Problem:
A single number is expected: the count of lines in the entries below that contain "None".
"""
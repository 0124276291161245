//! Merge rules: defaults and override order.

use config::builder::DefaultState;
use config::{Config, ConfigBuilder, ConfigError};

/// Create a Config builder with the built-in defaults applied.
///
/// Sources added afterwards override these, later sources winning.
pub fn builder_with_defaults() -> Result<ConfigBuilder<DefaultState>, ConfigError> {
    Config::builder()
        .set_default("composition.prepare_before_build", true)?
        .set_default("logging.level", "info")?
        .set_default("logging.format", "text")?
        .set_default("logging.output", "stderr")?
        .set_default("logging.color", true)
}
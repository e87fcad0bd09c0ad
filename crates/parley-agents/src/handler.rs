use std::sync::Arc;

use parley_common::{Message, TimedResult};
use parley_config::{HistoryConfig, ToolsConfig};
use tracing::{info, instrument, warn};

use crate::history::{ConversationHistory, HistorySink};
use crate::providers::{DEFAULT_TEMPERATURE, LlmProvider, SendOptions};
use crate::summarizer::Summarizer;
use crate::tool_loop::{DEFAULT_MAX_TOOL_ITERATIONS, ToolLoop};
use crate::tools::{FunctionSchema, ToolHost, to_function_schemas};

/// Caller-supplied settings for one turn.
#[derive(Debug, Clone, PartialEq)]
pub struct TurnOptions {
    pub system_prompt: String,
    pub temperature: f64,
    pub max_tokens: Option<u32>,
    pub model_override: Option<String>,
    pub tools_enabled: bool,
}

impl Default for TurnOptions {
    fn default() -> Self {
        Self {
            system_prompt: String::new(),
            temperature: DEFAULT_TEMPERATURE,
            max_tokens: None,
            model_override: None,
            tools_enabled: false,
        }
    }
}

impl TurnOptions {
    fn send_options(&self) -> SendOptions {
        SendOptions {
            system_prompt: self.system_prompt.clone(),
            temperature: self.temperature,
            max_tokens: self.max_tokens,
            model_override: self.model_override.clone(),
        }
    }
}

/// Owns one conversation with one provider. Taking `&mut self` per turn keeps
/// turns on the same handler strictly sequential.
pub struct ProviderHandler {
    provider: Arc<dyn LlmProvider>,
    history: ConversationHistory,
    summarizer: Summarizer,
    tool_host: Option<Arc<dyn ToolHost>>,
    max_tool_iterations: usize,
}

impl ProviderHandler {
    pub fn new(provider: Arc<dyn LlmProvider>) -> Self {
        Self::from_config(provider, &HistoryConfig::default(), &ToolsConfig::default())
    }

    pub fn from_config(
        provider: Arc<dyn LlmProvider>,
        history: &HistoryConfig,
        tools: &ToolsConfig,
    ) -> Self {
        Self {
            provider,
            history: ConversationHistory::new(history.summarize_threshold),
            summarizer: Summarizer::new(history.summary_prompt.clone()),
            tool_host: None,
            max_tool_iterations: iterations_or_default(tools.max_iterations),
        }
    }

    pub fn with_tool_host(mut self, host: Arc<dyn ToolHost>) -> Self {
        self.tool_host = Some(host);
        self
    }

    pub fn with_summarize_threshold(mut self, threshold: usize) -> Self {
        self.history.set_summarize_threshold(threshold);
        self
    }

    /// 0 selects the default limit.
    pub fn with_max_tool_iterations(mut self, max_iterations: usize) -> Self {
        self.max_tool_iterations = iterations_or_default(max_iterations);
        self
    }

    pub fn with_history_sink(mut self, sink: HistorySink) -> Self {
        self.history = self.history.with_sink(sink);
        self
    }

    pub fn provider_id(&self) -> &str {
        self.provider.provider_id()
    }

    /// Run one user turn to completion.
    ///
    /// On success the history gains the user message, any tool round trips and
    /// the assistant reply. On failure the turn is rolled back and the result
    /// carries the error text.
    #[instrument(skip(self, user_text, options), fields(provider = %self.provider.provider_id()))]
    pub async fn process_message(&mut self, user_text: &str, options: &TurnOptions) -> TimedResult {
        self.history.append(Message::user(user_text));

        if self.history.should_summarize() {
            self.summarizer
                .summarize(
                    &mut self.history,
                    self.provider.as_ref(),
                    options.model_override.as_deref(),
                )
                .await;
        }

        // The pending user message is always last at this point.
        let turn_start = self.history.len() - 1;
        let send_options = options.send_options();

        let result = match self.tool_catalog(options).await {
            Some((host, catalog)) => {
                let outcome = ToolLoop::new(host, self.max_tool_iterations)
                    .run(
                        self.provider.as_ref(),
                        &mut self.history,
                        &catalog,
                        &send_options,
                    )
                    .await;
                info!(rounds = outcome.rounds, exit = ?outcome.exit, "tool loop finished");
                outcome.result
            }
            None => {
                self.provider
                    .send(self.history.messages(), &send_options)
                    .await
            }
        };

        if result.is_error() {
            self.history.truncate(turn_start);
            warn!(kind = ?result.error, "turn failed, history rolled back");
            return result;
        }

        self.history.append(Message::assistant(result.text.clone()));
        info!(
            model = %result.model_name,
            elapsed_ms = result.response_time_ms,
            history = self.history.len(),
            "turn complete"
        );
        result
    }

    /// The catalog to offer this turn, if tools apply at all.
    async fn tool_catalog(
        &self,
        options: &TurnOptions,
    ) -> Option<(Arc<dyn ToolHost>, Vec<FunctionSchema>)> {
        if !options.tools_enabled || !self.provider.supports_tools() {
            return None;
        }
        let host = self.tool_host.clone()?;

        match host.list_tools().await {
            Ok(descriptors) if !descriptors.is_empty() => {
                let catalog = to_function_schemas(&descriptors);
                Some((host, catalog))
            }
            Ok(_) => None,
            Err(e) => {
                warn!(error = %e, "tool catalog unavailable, answering without tools");
                None
            }
        }
    }

    pub fn clear_history(&mut self) {
        self.history.clear();
    }

    pub fn load_history(&mut self, messages: Vec<Message>) {
        self.history.load(messages);
    }

    /// Every stored message, including a summary and tool messages.
    pub fn history_size(&self) -> usize {
        self.history.len()
    }

    /// User and assistant messages only.
    pub fn message_count(&self) -> usize {
        self.history.dialogue_count()
    }

    pub fn history(&self) -> &[Message] {
        self.history.messages()
    }

    pub fn has_summary(&self) -> bool {
        self.history.has_summary()
    }
}

fn iterations_or_default(max_iterations: usize) -> usize {
    if max_iterations == 0 {
        DEFAULT_MAX_TOOL_ITERATIONS
    } else {
        max_iterations
    }
}

#[cfg(test)]
mod tests {
    use super::*;
    use crate::providers::{LlmRequest, LlmResponse, ProviderError};
    use async_trait::async_trait;

    struct Silent;

    #[async_trait]
    impl LlmProvider for Silent {
        fn provider_id(&self) -> &str {
            "silent"
        }

        fn default_model(&self) -> &str {
            "m"
        }

        async fn complete(&self, _request: &LlmRequest) -> Result<LlmResponse, ProviderError> {
            Ok(LlmResponse::default())
        }

        async fn health_check(&self) -> bool {
            true
        }
    }

    #[test]
    fn zero_iterations_means_default_on_every_path() {
        let tools = ToolsConfig {
            max_iterations: 0,
            ..Default::default()
        };
        let from_config =
            ProviderHandler::from_config(Arc::new(Silent), &HistoryConfig::default(), &tools);
        assert_eq!(from_config.max_tool_iterations, DEFAULT_MAX_TOOL_ITERATIONS);

        let built = ProviderHandler::new(Arc::new(Silent)).with_max_tool_iterations(0);
        assert_eq!(built.max_tool_iterations, DEFAULT_MAX_TOOL_ITERATIONS);

        let explicit = ProviderHandler::new(Arc::new(Silent)).with_max_tool_iterations(2);
        assert_eq!(explicit.max_tool_iterations, 2);
    }
}
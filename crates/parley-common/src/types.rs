use serde::{Deserialize, Serialize};
use std::fmt;

/// Identifies one conversation session. Histories are keyed by session and provider.
#[derive(Debug, Clone, PartialEq, Eq, Hash, PartialOrd, Ord, Serialize, Deserialize)]
#[serde(transparent)]
pub struct SessionId(String);

impl SessionId {
    pub fn new() -> Self {
        Self(uuid::Uuid::new_v4().to_string())
    }

    pub fn as_str(&self) -> &str {
        &self.0
    }
}

impl Default for SessionId {
    fn default() -> Self {
        Self::new()
    }
}

impl From<&str> for SessionId {
    fn from(value: &str) -> Self {
        Self(value.to_string())
    }
}

impl From<String> for SessionId {
    fn from(value: String) -> Self {
        Self(value)
    }
}

impl fmt::Display for SessionId {
    fn fmt(&self, f: &mut fmt::Formatter<'_>) -> fmt::Result {
        f.write_str(&self.0)
    }
}

/// Stable identifier of a backend ("gigachat", "openrouter", "ollama", ...).
#[derive(Debug, Clone, PartialEq, Eq, Hash, PartialOrd, Ord, Serialize, Deserialize)]
#[serde(transparent)]
pub struct ProviderId(String);

impl ProviderId {
    pub fn as_str(&self) -> &str {
        &self.0
    }
}

impl From<&str> for ProviderId {
    fn from(value: &str) -> Self {
        Self(value.to_string())
    }
}

impl From<String> for ProviderId {
    fn from(value: String) -> Self {
        Self(value)
    }
}

impl fmt::Display for ProviderId {
    fn fmt(&self, f: &mut fmt::Formatter<'_>) -> fmt::Result {
        f.write_str(&self.0)
    }
}
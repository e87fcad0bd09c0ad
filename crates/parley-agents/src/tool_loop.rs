use std::sync::Arc;
use std::time::Instant;

use parley_common::{Message, TimedResult, ToolCallRequest, ToolCallResult, Usage};
use tracing::{debug, info, warn};

use crate::history::ConversationHistory;
use crate::providers::{LlmProvider, SendOptions, elapsed_millis, resolve_model};
use crate::tools::{FunctionSchema, ToolHost, parse_arguments};

pub use parley_config::model::DEFAULT_MAX_TOOL_ITERATIONS;

#[derive(Debug, Clone, Copy, PartialEq, Eq)]
pub enum LoopExit {
    /// The model replied without asking for tools.
    Answered,
    /// Every round asked for tools; the last assistant text is returned.
    IterationLimit,
    ProviderFailed,
}

#[derive(Debug, Clone)]
pub struct ToolLoopOutcome {
    /// Usage is summed and time measured over every round.
    pub result: TimedResult,
    pub rounds: usize,
    pub exit: LoopExit,
}

/// Drives call-model / run-tools rounds until the model answers in plain text.
pub struct ToolLoop {
    host: Arc<dyn ToolHost>,
    max_iterations: usize,
}

impl ToolLoop {
    pub fn new(host: Arc<dyn ToolHost>, max_iterations: usize) -> Self {
        Self {
            host,
            max_iterations: max_iterations.max(1),
        }
    }

    /// Each round appends the assistant's tool-call turn and one tool message
    /// per call to `history`. The final answer is not appended, and neither is
    /// the text returned at the iteration limit.
    pub async fn run(
        &self,
        provider: &dyn LlmProvider,
        history: &mut ConversationHistory,
        catalog: &[FunctionSchema],
        options: &SendOptions,
    ) -> ToolLoopOutcome {
        let started = Instant::now();
        let mut usage: Option<Usage> = None;
        let mut last_text = String::new();
        let mut model_name =
            resolve_model(provider.default_model(), options.model_override.as_deref());

        for round in 1..=self.max_iterations {
            let (result, calls) = provider
                .send_with_tools(history.messages(), catalog, options)
                .await;

            if result.is_error() {
                return ToolLoopOutcome {
                    result: TimedResult {
                        response_time_ms: elapsed_millis(started),
                        ..result
                    },
                    rounds: round,
                    exit: LoopExit::ProviderFailed,
                };
            }

            usage = merge_usage(usage, result.usage);
            model_name = result.model_name;

            if calls.is_empty() {
                return ToolLoopOutcome {
                    result: TimedResult::success(
                        result.text,
                        usage,
                        elapsed_millis(started),
                        model_name,
                    ),
                    rounds: round,
                    exit: LoopExit::Answered,
                };
            }

            debug!(round, calls = calls.len(), "model requested tools");
            // The last round's text is returned as the reply instead.
            let turn_text = if round == self.max_iterations {
                last_text = result.text;
                String::new()
            } else {
                result.text
            };
            history.append(Message::assistant_with_tool_calls(turn_text, calls.clone()));

            for call in &calls {
                let tool_result = ToolCallResult {
                    tool_call_id: call.id.clone(),
                    content: self.invoke(call).await,
                };
                history.append(tool_result.into_message());
            }
        }

        warn!(
            max_iterations = self.max_iterations,
            "tool loop stopped at iteration limit"
        );
        ToolLoopOutcome {
            result: TimedResult::success(last_text, usage, elapsed_millis(started), model_name),
            rounds: self.max_iterations,
            exit: LoopExit::IterationLimit,
        }
    }

    async fn invoke(&self, call: &ToolCallRequest) -> String {
        let arguments = parse_arguments(&call.raw_arguments);
        let host = Arc::clone(&self.host);
        let name = call.tool_name.clone();

        // Own task: a dispatched call runs to completion even if this turn is dropped.
        let handle = tokio::spawn(async move { host.call_tool(&name, arguments).await });

        match handle.await {
            Ok(Ok(text)) => {
                info!(tool = %call.tool_name, "tool call succeeded");
                text
            }
            Ok(Err(e)) => {
                warn!(tool = %call.tool_name, error = %e, "tool call failed");
                format!("error invoking {}: {}", call.tool_name, e)
            }
            Err(e) => {
                warn!(tool = %call.tool_name, error = %e, "tool task aborted");
                format!("error invoking {}: {}", call.tool_name, e)
            }
        }
    }
}

fn merge_usage(total: Option<Usage>, next: Option<Usage>) -> Option<Usage> {
    match (total, next) {
        (Some(a), Some(b)) => Some(a.merge(b)),
        (a, b) => a.or(b),
    }
}
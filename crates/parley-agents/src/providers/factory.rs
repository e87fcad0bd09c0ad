use std::sync::Arc;

use parley_common::Result;
use parley_config::ProvidersConfig;
use tracing::info;

use super::{GigaChatProvider, LlmProvider, OllamaProvider, OpenRouterProvider};

/// Build a client for every backend that has a config section.
/// A cloud section without its credential is a configuration error.
pub fn build_providers(config: &ProvidersConfig) -> Result<Vec<Arc<dyn LlmProvider>>> {
    let mut providers: Vec<Arc<dyn LlmProvider>> = Vec::new();

    if let Some(cfg) = &config.gigachat {
        providers.push(Arc::new(GigaChatProvider::from_config(cfg)?));
    }
    if let Some(cfg) = &config.openrouter {
        providers.push(Arc::new(OpenRouterProvider::from_config(cfg)?));
    }
    if let Some(cfg) = &config.ollama {
        providers.push(Arc::new(OllamaProvider::from_config(cfg)));
    }

    for provider in &providers {
        info!(
            provider = provider.provider_id(),
            model = provider.default_model(),
            "registered provider"
        );
    }
    Ok(providers)
}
"""
Task result:
8